La musica continua dolce, mentre lei ricorda ogni particolare di quell’estate … poi osservando i bambini si sofferma a pensare all’ultimo articolo (Dreher ML, Nutrients. 2018) letto sull’alimentazione che sottolinea come meno del 10% delle popolazioni occidentali consuma livelli adeguati di frutta intera, nonostante siano sempre più evidenti i benefici per la salute.
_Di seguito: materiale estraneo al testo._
// Copyright 2025 Kore Ledger, SL
// SPDX-License-Identifier: Apache-2.0

//! # Node-to-node transport
//!
//! Nodes talk to each other through eight request/response operations. `Transport` is the
//! client side (every call names the target host), `NodeService` is the server side
//! implemented by the actor system. Messages and state travel as JSON strings inside the
//! request types so that any transport can carry them with a compact binary codec.
//!
//! Two transports are provided: `LocalNetwork` connects systems running in the same process,
//! `TcpTransport` speaks length-prefixed bincode frames over TCP.
//!

mod local;
mod tcp;

pub use local::LocalNetwork;
pub use tcp::{TcpServer, TcpTransport, MAX_FRAME_SIZE};

use crate::{
    actor::ActorDescriptor, message::ActionType, Error, HostId, Locator,
};

use async_trait::async_trait;
use futures::stream::BoxStream;
use serde::{Deserialize, Serialize};
use serde_json::Value;

/// Why an actor instance is being started.
#[derive(Clone, Copy, Debug, PartialEq, Eq, Serialize, Deserialize)]
pub enum SpawnReason {
    Created,
    Transferred,
    Respawned,
}

impl SpawnReason {
    pub fn as_str(&self) -> &'static str {
        match self {
            SpawnReason::Created => "created",
            SpawnReason::Transferred => "transferred",
            SpawnReason::Respawned => "respawned",
        }
    }
}

/// Request to create an actor, either through the leader or directly on a host.
#[derive(Clone, Debug, PartialEq, Serialize, Deserialize)]
pub struct CreateActorRequest {
    pub name: String,
    pub locator: String,
    pub behavior_definition: String,
    pub error_handler: Option<String>,
    /// JSON state carried by a transfer.
    pub state: Option<String>,
    /// Children links carried by a transfer.
    pub children: Vec<ActorDescriptor>,
    pub reason: SpawnReason,
}

impl CreateActorRequest {
    pub fn new(
        name: &str,
        locator: &Locator,
        behavior_definition: &str,
        error_handler: Option<&str>,
    ) -> Self {
        Self {
            name: name.to_owned(),
            locator: locator.to_string(),
            behavior_definition: behavior_definition.to_owned(),
            error_handler: error_handler.map(str::to_owned),
            state: None,
            children: Vec::new(),
            reason: SpawnReason::Created,
        }
    }
}

/// Request to enqueue a message into a remote actor's mailbox.
#[derive(Clone, Debug, PartialEq, Serialize, Deserialize)]
pub struct EnqueueRequest {
    pub locator: String,
    pub message_type: String,
    /// JSON payload.
    pub message: String,
    pub action: ActionType,
    pub prioritize: bool,
    pub timeout_ms: Option<u64>,
}

/// Answer to an enqueue. `result` carries the JSON reply of an ask, `err` a handler failure.
#[derive(Clone, Debug, PartialEq, Serialize, Deserialize)]
pub struct EnqueueResponse {
    pub result: Option<String>,
    pub err: Option<Error>,
}

impl EnqueueResponse {
    pub fn ok(value: &Value) -> Result<Self, Error> {
        Ok(Self {
            result: Some(serde_json::to_string(value)?),
            err: None,
        })
    }

    pub fn failed(error: Error) -> Self {
        Self {
            result: None,
            err: Some(error),
        }
    }

    /// Converts the response back into the handler's outcome.
    pub fn into_result(self) -> Result<Value, Error> {
        if let Some(error) = self.err {
            return Err(error.from_handler());
        }
        match self.result {
            Some(json) => Ok(serde_json::from_str(&json)?),
            None => Ok(Value::Null),
        }
    }
}

/// Election message: the sender's identity and priority, or the receiver's view of the leader.
#[derive(Clone, Debug, PartialEq, Eq, Serialize, Deserialize)]
pub struct ElectionMessage {
    pub host: String,
    pub port: u16,
    pub priority: Option<u64>,
}

impl ElectionMessage {
    pub fn host_id(&self) -> HostId {
        HostId::new(&self.host, self.port)
    }
}

/// One cache update. `None` clears the key.
#[derive(Clone, Debug, PartialEq, Eq, Serialize, Deserialize)]
pub struct CacheEntry {
    pub key: String,
    pub value: Option<String>,
}

/// Server side of the node protocol.
#[async_trait]
pub trait NodeService: Send + Sync + 'static {
    /// Leader-arbitrated actor creation.
    async fn create_actor_as_leader(
        &self,
        request: CreateActorRequest,
    ) -> Result<ActorDescriptor, Error>;

    /// Creates the actor on the receiving node.
    async fn create_local_actor(
        &self,
        request: CreateActorRequest,
    ) -> Result<ActorDescriptor, Error>;

    async fn get_actor(
        &self,
        locator: String,
    ) -> Result<Option<ActorDescriptor>, Error>;

    async fn enqueue(
        &self,
        request: EnqueueRequest,
    ) -> Result<EnqueueResponse, Error>;

    /// Bulk registration of actors owned by the sender.
    async fn sync_registrations(
        &self,
        registrations: BoxStream<'static, ActorDescriptor>,
    ) -> Result<(), Error>;

    async fn ping(&self, message: String) -> Result<String, Error>;

    /// Receives the sender's identity and answers with the receiver's current leader.
    async fn election(
        &self,
        message: ElectionMessage,
    ) -> Result<ElectionMessage, Error>;

    async fn sync_cache(
        &self,
        entries: BoxStream<'static, CacheEntry>,
    ) -> Result<(), Error>;
}

/// Client side of the node protocol.
#[async_trait]
pub trait Transport: Send + Sync + 'static {
    async fn create_actor_as_leader(
        &self,
        target: &HostId,
        request: CreateActorRequest,
    ) -> Result<ActorDescriptor, Error>;

    async fn create_local_actor(
        &self,
        target: &HostId,
        request: CreateActorRequest,
    ) -> Result<ActorDescriptor, Error>;

    async fn get_actor(
        &self,
        target: &HostId,
        locator: String,
    ) -> Result<Option<ActorDescriptor>, Error>;

    async fn enqueue(
        &self,
        target: &HostId,
        request: EnqueueRequest,
    ) -> Result<EnqueueResponse, Error>;

    async fn sync_registrations(
        &self,
        target: &HostId,
        registrations: BoxStream<'static, ActorDescriptor>,
    ) -> Result<(), Error>;

    async fn ping(&self, target: &HostId, message: String) -> Result<String, Error>;

    async fn election(
        &self,
        target: &HostId,
        message: ElectionMessage,
    ) -> Result<ElectionMessage, Error>;

    async fn sync_cache(
        &self,
        target: &HostId,
        entries: BoxStream<'static, CacheEntry>,
    ) -> Result<(), Error>;
}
Un apporto adeguato di frutta riduce i problemi gastrointestinali (ad es. costipazione, sindrome dell’intestino irritabile, malattie infiammatorie intestinali e malattia diverticolare), riduce il rischio di malattie cardio-cerebrovascolari, di diabete di tipo 2.
È una difesa contro i tumori del colon-retto e del polmone; migliora le probabilità di successo dell’invecchiamento; modera la gravità dell’asma e della broncopneumopatia cronica ostruttiva; migliora il benessere psicologico e riduce il rischio di depressione; contribuisce a una maggiore densità minerale ossea in bambini e adulti; limita il rischio di dermatite seborroica.
Immaginate che non ci siano proprietà / Mi domando se si possa / Nessuna necessità di cupidigia o brama / Una fratellanza di uomini / Immaginate tutta le gente / Condividere tutto il mondo.
L’uomo in feluca approda nella Valle dei Re. Con il cuore in gola, assapora il momento in cui vedrà per la prima volta la tomba di Tutankamon: è il sogno di una vita.
Il ragazzo in ultima fila continua a tirare sassi sulla superficie del fiume della sua infanzia, solo, spensierato. Ritrova suoni, colori, emozioni che pensava di aver perduto.
La donna in nona fila, mentre percepisce in sottofondo lo scorrere della Neretva, vede uomini ricostruire un ponte, pietra dopo pietra. È il 2004. La gente ricomincia ad attraversarlo, i ragazzi a tuffarsi. È il nuovo ponte. Una lacrima gli riga il volto, non è dolore, non è gioia, è voglia di ritornare a respirare a pieni polmoni.
Si chiude il sipario, si riaccendono le luci. In sala un lungo applauso. Nel buio, un fiume che scorre leggero ha fatto riaffiorare immagini dimenticate, emerse dal nulla. Ognuno è stato spettatore e regista.
È il gioco della vita.
Si potrebbe dire che io sia un sognatore / Ma io non sono l’unico / Spero che un giorno vi unirete a noi / Ed il mondo sarà come un’unica entità.